I do not believe in God. I do not accept any evidence offered nor this as any form of evidence of God. It's just not there, as close as we have tried to look.
It doesn't need to be there.
That said, do you think it's evil to turn something like our universe "on", feed in some garbage in the first Planck second, and just watch what happens, and let that be the glorious complicated mess it is,
assuming you don't know what that will be?
It's not evil.
It's just not good, either.
If it's a "universe" of things evolving towards the completion of a mathematical model of their system, then it's going to be harder before it's easier, and more approximate before it is more precise. That's the only way such a thing can ever be:
It will contain misses and there shall be tragedies.
If you want to discuss the reasons why some entity might do that, maybe you should ask, "do humans have an interest in creating systems and simulations hosting objects that operate so as to complete mathematical models of their system?" And "what is that interest in such generalized problem solvers?"
Is there interest in making such a thing as a universe in a bottle?
I dare say there is.
When humans run such things, often the behavior is not great... although when humans kill simulated children on purpose, at least they tend towards instantaneous methods.

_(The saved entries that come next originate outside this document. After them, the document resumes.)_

use crate::stimulus::Stimulus;

/// Append-only record of every stimulus shown in the current session.
///
/// Index `i` is always the `i`-th stimulus presented. Entries are never
/// reordered or pruned; only a session reset clears the ledger.
#[derive(Debug, Clone, Default)]
pub struct HistoryLedger {
    entries: Vec<Stimulus>,
}

impl HistoryLedger {
    pub fn new() -> Self {
        Self {
            entries: Vec::with_capacity(128),
        }
    }

    pub fn len(&self) -> usize {
        self.entries.len()
    }

    pub fn is_empty(&self) -> bool {
        self.entries.is_empty()
    }

    pub fn get(&self, index: usize) -> Option<&Stimulus> {
        self.entries.get(index)
    }

    pub fn iter(&self) -> impl Iterator<Item = &Stimulus> {
        self.entries.iter()
    }

    pub fn as_slice(&self) -> &[Stimulus] {
        &self.entries
    }

    /// The stimulus on screen: the most recent entry.
    pub fn latest(&self) -> Option<&Stimulus> {
        self.entries.last()
    }

    pub fn push(&mut self, stimulus: Stimulus) {
        self.entries.push(stimulus);
    }

    /// `history[len - n]`: the reference for a stimulus that is about to be
    /// appended. Requires `len >= n`.
    pub fn lag_reference(&self, n: usize) -> Option<&Stimulus> {
        if n == 0 || self.entries.len() < n {
            return None;
        }
        self.entries.get(self.entries.len() - n)
    }

    /// `history[len - n - 1]`: the reference for the stimulus currently on
    /// screen. Requires `len >= n + 1`.
    pub fn response_reference(&self, n: usize) -> Option<&Stimulus> {
        let len = self.entries.len();
        if len < n + 1 {
            return None;
        }
        self.entries.get(len - n - 1)
    }

    pub(crate) fn clear(&mut self) {
        self.entries.clear();
    }
}

#[cfg(test)]
mod tests {
    use super::*;
    use crate::generator::DETERMINISTIC_CYCLE;

    fn ledger_of(k: usize) -> HistoryLedger {
        let mut h = HistoryLedger::new();
        for i in 0..k {
            h.push(DETERMINISTIC_CYCLE[i % DETERMINISTIC_CYCLE.len()]);
        }
        h
    }

    #[test]
    fn lag_reference_needs_n_entries() {
        let h = ledger_of(1);
        assert!(h.lag_reference(2).is_none());

        let h = ledger_of(2);
        assert_eq!(h.lag_reference(2), Some(&DETERMINISTIC_CYCLE[0]));

        let h = ledger_of(5);
        assert_eq!(h.lag_reference(2), Some(&DETERMINISTIC_CYCLE[3]));
    }

    #[test]
    fn response_reference_is_one_further_back() {
        let h = ledger_of(2);
        assert!(h.response_reference(2).is_none());

        let h = ledger_of(3);
        assert_eq!(h.response_reference(2), Some(&DETERMINISTIC_CYCLE[0]));
        assert_eq!(h.latest(), Some(&DETERMINISTIC_CYCLE[2]));

        let h = ledger_of(5);
        assert_eq!(h.response_reference(2), Some(&DETERMINISTIC_CYCLE[2]));
        assert_eq!(h.lag_reference(2), Some(&DETERMINISTIC_CYCLE[3]));
    }

    #[test]
    fn zero_lag_has_no_lag_reference() {
        let h = ledger_of(3);
        assert!(h.lag_reference(0).is_none());
        assert_eq!(h.response_reference(0), Some(&DETERMINISTIC_CYCLE[2]));
    }

    #[test]
    fn entries_keep_their_index() {
        let mut h = ledger_of(4);
        let before: Vec<Stimulus> = h.iter().copied().collect();
        h.push(DETERMINISTIC_CYCLE[5]);
        assert_eq!(h.len(), 5);
        assert_eq!(&h.as_slice()[..4], before.as_slice());
    }
}
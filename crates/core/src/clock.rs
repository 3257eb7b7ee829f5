/// Repeating turn timer.
///
/// Time arrives in milliseconds from whoever drives the engine. Every full
/// clock period (one second by default) the countdown steps once: it
/// decrements while more than one period remains, and otherwise reports a
/// turn expiry and reloads the interval. Partial periods carry over between
/// calls.
#[derive(Debug, Clone)]
pub struct TurnClock {
    period_ms: u64,
    interval_secs: u32,
    time_left: u32,
    carry_ms: u64,
    armed: bool,
}

impl TurnClock {
    pub fn new(period_ms: u64, interval_secs: u32) -> Self {
        let interval_secs = interval_secs.max(1);
        Self {
            period_ms: period_ms.max(1),
            interval_secs,
            time_left: interval_secs,
            carry_ms: 0,
            armed: false,
        }
    }

    /// Start counting down from `interval_secs`.
    pub fn arm(&mut self, interval_secs: u32) {
        self.interval_secs = interval_secs.max(1);
        self.time_left = self.interval_secs;
        self.carry_ms = 0;
        self.armed = true;
    }

    /// Stop the clock. Safe to call on a clock that is already cancelled.
    pub fn cancel(&mut self) {
        self.armed = false;
        self.carry_ms = 0;
    }

    pub fn is_armed(&self) -> bool {
        self.armed
    }

    pub fn interval_secs(&self) -> u32 {
        self.interval_secs
    }

    pub fn time_left(&self) -> u32 {
        self.time_left
    }

    pub fn period_ms(&self) -> u64 {
        self.period_ms
    }

    /// Feed elapsed time; returns how many turns expired.
    pub fn advance(&mut self, elapsed_ms: u64) -> u32 {
        if !self.armed {
            return 0;
        }

        self.carry_ms = self.carry_ms.saturating_add(elapsed_ms);
        let mut expired = 0;
        while self.carry_ms >= self.period_ms {
            self.carry_ms -= self.period_ms;
            if self.time_left > 1 {
                self.time_left -= 1;
            } else {
                expired += 1;
                self.time_left = self.interval_secs;
            }
        }
        expired
    }
}

impl Default for TurnClock {
    fn default() -> Self {
        Self::new(1000, 5)
    }
}
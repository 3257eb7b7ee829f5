// ═══════════════════════════════════════════════════════════════════════════
// Protocol Messages
// ═══════════════════════════════════════════════════════════════════════════
//
// One JSON object per line in each direction. Every request is answered with
// exactly one response line.

use nback::{Channel, EngineSnapshot, KeyValueStore, SessionEngine, SoundCuePlayer, Verdict};
use serde::{Deserialize, Serialize};

#[derive(Debug, Clone, Serialize, Deserialize)]
#[serde(tag = "type")]
pub enum Request {
    /// Start a fresh session; omitting the interval uses the configured default.
    StartGame {
        #[serde(default)]
        interval_secs: Option<u32>,
    },
    PauseGame,
    ResumeGame,
    StopGame,
    Respond {
        channel: Channel,
    },
    ToggleAudio,
    ToggleDeterministic,
    DismissGameOver,
    ResetHighScore,
    /// Lag for the next session.
    SetNBack {
        n: u32,
    },
    GetState,
}

#[derive(Debug, Clone, Serialize, Deserialize)]
#[serde(tag = "type")]
pub enum Response {
    State(Box<EngineSnapshot>),
    Responded {
        /// `null` when the response was not scored.
        verdict: Option<Verdict>,
        state: Box<EngineSnapshot>,
    },
    Error {
        message: String,
    },
}

impl Response {
    pub fn error(message: impl Into<String>) -> Self {
        Response::Error {
            message: message.into(),
        }
    }
}

/// Apply one request to the engine and describe the result.
pub fn dispatch<S, P>(engine: &mut SessionEngine<S, P>, request: Request) -> Response
where
    S: KeyValueStore,
    P: SoundCuePlayer,
{
    match request {
        Request::StartGame { interval_secs } => match interval_secs {
            Some(0) => return Response::error("interval_secs must be at least 1"),
            Some(s) => engine.start_game(s),
            None => engine.start_default(),
        },
        Request::PauseGame => engine.pause_game(),
        Request::ResumeGame => engine.resume_game(),
        Request::StopGame => engine.stop_game(),
        Request::Respond { channel } => {
            let verdict = engine.respond(channel);
            return Response::Responded {
                verdict,
                state: Box::new(engine.snapshot()),
            };
        }
        Request::ToggleAudio => engine.toggle_audio(),
        Request::ToggleDeterministic => engine.toggle_deterministic_mode(),
        Request::DismissGameOver => engine.dismiss_game_over_modal(),
        Request::ResetHighScore => engine.reset_high_score(),
        Request::SetNBack { n } => {
            if n == 0 {
                return Response::error("n must be at least 1");
            }
            engine.set_n_back(n);
        }
        Request::GetState => {}
    }
    Response::State(Box::new(engine.snapshot()))
}
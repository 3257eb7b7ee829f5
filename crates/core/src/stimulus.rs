use serde::{Deserialize, Serialize};
use std::fmt;
use std::str::FromStr;

/// One independently scored attribute of a stimulus.
#[derive(Debug, Clone, Copy, PartialEq, Eq, Hash, Serialize, Deserialize)]
#[serde(rename_all = "lowercase")]
pub enum Channel {
    Color,
    Emoji,
    Position,
    Shape,
}

impl Channel {
    pub const ALL: [Channel; 4] = [
        Channel::Color,
        Channel::Emoji,
        Channel::Position,
        Channel::Shape,
    ];

    pub fn label(self) -> &'static str {
        match self {
            Channel::Color => "color",
            Channel::Emoji => "emoji",
            Channel::Position => "position",
            Channel::Shape => "shape",
        }
    }

    pub(crate) fn index(self) -> usize {
        match self {
            Channel::Color => 0,
            Channel::Emoji => 1,
            Channel::Position => 2,
            Channel::Shape => 3,
        }
    }
}

impl fmt::Display for Channel {
    fn fmt(&self, f: &mut fmt::Formatter<'_>) -> fmt::Result {
        f.write_str(self.label())
    }
}

#[derive(Debug, Clone, PartialEq, Eq, thiserror::Error)]
#[error("unknown channel: {0}")]
pub struct UnknownChannel(pub String);

impl FromStr for Channel {
    type Err = UnknownChannel;

    fn from_str(s: &str) -> Result<Self, Self::Err> {
        match s.trim().to_ascii_lowercase().as_str() {
            "color" | "colour" => Ok(Channel::Color),
            "emoji" | "symbol" => Ok(Channel::Emoji),
            "position" | "pos" => Ok(Channel::Position),
            "shape" => Ok(Channel::Shape),
            _ => Err(UnknownChannel(s.to_string())),
        }
    }
}

// Each attribute domain is a closed three-value enum. Adding a value means
// extending `ALL` and `label()`; the generator picks it up from `ALL`.

#[derive(Debug, Clone, Copy, PartialEq, Eq, Hash, Serialize, Deserialize)]
#[serde(rename_all = "lowercase")]
pub enum Color {
    Purple,
    Green,
    Blue,
}

impl Color {
    pub const ALL: [Color; 3] = [Color::Purple, Color::Green, Color::Blue];

    pub fn label(self) -> &'static str {
        match self {
            Color::Purple => "purple",
            Color::Green => "green",
            Color::Blue => "blue",
        }
    }
}

#[derive(Debug, Clone, Copy, PartialEq, Eq, Hash, Serialize, Deserialize)]
#[serde(rename_all = "lowercase")]
pub enum Emoji {
    Fire,
    Ice,
    Flower,
}

impl Emoji {
    pub const ALL: [Emoji; 3] = [Emoji::Fire, Emoji::Ice, Emoji::Flower];

    pub fn label(self) -> &'static str {
        match self {
            Emoji::Fire => "fire",
            Emoji::Ice => "ice",
            Emoji::Flower => "flower",
        }
    }
}

#[derive(Debug, Clone, Copy, PartialEq, Eq, Hash, Serialize, Deserialize)]
#[serde(rename_all = "lowercase")]
pub enum Position {
    Left,
    Center,
    Right,
}

impl Position {
    pub const ALL: [Position; 3] = [Position::Left, Position::Center, Position::Right];

    pub fn label(self) -> &'static str {
        match self {
            Position::Left => "left",
            Position::Center => "center",
            Position::Right => "right",
        }
    }
}

#[derive(Debug, Clone, Copy, PartialEq, Eq, Hash, Serialize, Deserialize)]
#[serde(rename_all = "lowercase")]
pub enum Shape {
    Circle,
    Square,
    Triangle,
}

impl Shape {
    pub const ALL: [Shape; 3] = [Shape::Circle, Shape::Square, Shape::Triangle];

    pub fn label(self) -> &'static str {
        match self {
            Shape::Circle => "circle",
            Shape::Square => "square",
            Shape::Triangle => "triangle",
        }
    }
}

/// A single presented stimulus. Identity is its attribute values, nothing more.
#[derive(Debug, Clone, Copy, PartialEq, Eq, Hash, Serialize, Deserialize)]
pub struct Stimulus {
    pub color: Color,
    pub emoji: Emoji,
    pub position: Position,
    pub shape: Shape,
}

impl Stimulus {
    pub const fn new(color: Color, emoji: Emoji, position: Position, shape: Shape) -> Self {
        Self {
            color,
            emoji,
            position,
            shape,
        }
    }

    pub fn matches_on(&self, other: &Stimulus, channel: Channel) -> bool {
        match channel {
            Channel::Color => self.color == other.color,
            Channel::Emoji => self.emoji == other.emoji,
            Channel::Position => self.position == other.position,
            Channel::Shape => self.shape == other.shape,
        }
    }
}

impl fmt::Display for Stimulus {
    fn fmt(&self, f: &mut fmt::Formatter<'_>) -> fmt::Result {
        write!(
            f,
            "{{{}, {}, {}, {}}}",
            self.color.label(),
            self.emoji.label(),
            self.position.label(),
            self.shape.label()
        )
    }
}

#[cfg(test)]
mod tests {
    use super::*;

    #[test]
    fn channel_parses_case_insensitively() {
        assert_eq!("Color".parse::<Channel>(), Ok(Channel::Color));
        assert_eq!(" SHAPE ".parse::<Channel>(), Ok(Channel::Shape));
        assert_eq!("pos".parse::<Channel>(), Ok(Channel::Position));
        assert!("sound".parse::<Channel>().is_err());
    }

    #[test]
    fn matches_on_compares_a_single_channel() {
        let a = Stimulus::new(Color::Blue, Emoji::Flower, Position::Center, Shape::Square);
        let b = Stimulus::new(Color::Blue, Emoji::Fire, Position::Right, Shape::Circle);

        assert!(a.matches_on(&b, Channel::Color));
        assert!(!a.matches_on(&b, Channel::Emoji));
        assert!(!a.matches_on(&b, Channel::Position));
        assert!(!a.matches_on(&b, Channel::Shape));
    }

    #[test]
    fn serializes_with_lowercase_labels() {
        let s = Stimulus::new(Color::Green, Emoji::Ice, Position::Left, Shape::Triangle);
        let json = serde_json::to_string(&s).unwrap();
        assert_eq!(
            json,
            r#"{"color":"green","emoji":"ice","position":"left","shape":"triangle"}"#
        );
        assert_eq!(s.to_string(), "{green, ice, left, triangle}");
    }
}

As such there may be things like child enslavement simulated directly, because maybe whatever the goal is, is to create something that has an experience of such pain as losing children, so that were they to ever meet us they would be able to grasp upon empathy rather than find our pain an alien concept to them.
There are reasons why, and they are not mysterious.
You're in the "won't forgive God if it exists" camp. I'm over the hump on the "I'm going to be the thing that some of the entirely synthetic things won't forgive if it exists".
My own reasons are simply that I live in a universe where kids get cancer, and that the unguided evolution that gave rise to me carries no guarantees of cancer-free existence, and anything I unleash into the world needs to actually be capable of understanding that kind of suffering and hating it for what it is, while accepting that it was always going to be so and could never not.
There aren't necessarily gods. I don't believe there are any. There are zero or more. I think that these facts are rather good reasons to focus on solving our own problems, and just not worry about thinking about gods except where such thoughts help us solve our problems.
I think instead we should accept that
Gods are unnecessary except for engaging in hypotheticals that help us solve problems and create models, and in which case they are recognized still as purely hypothetical!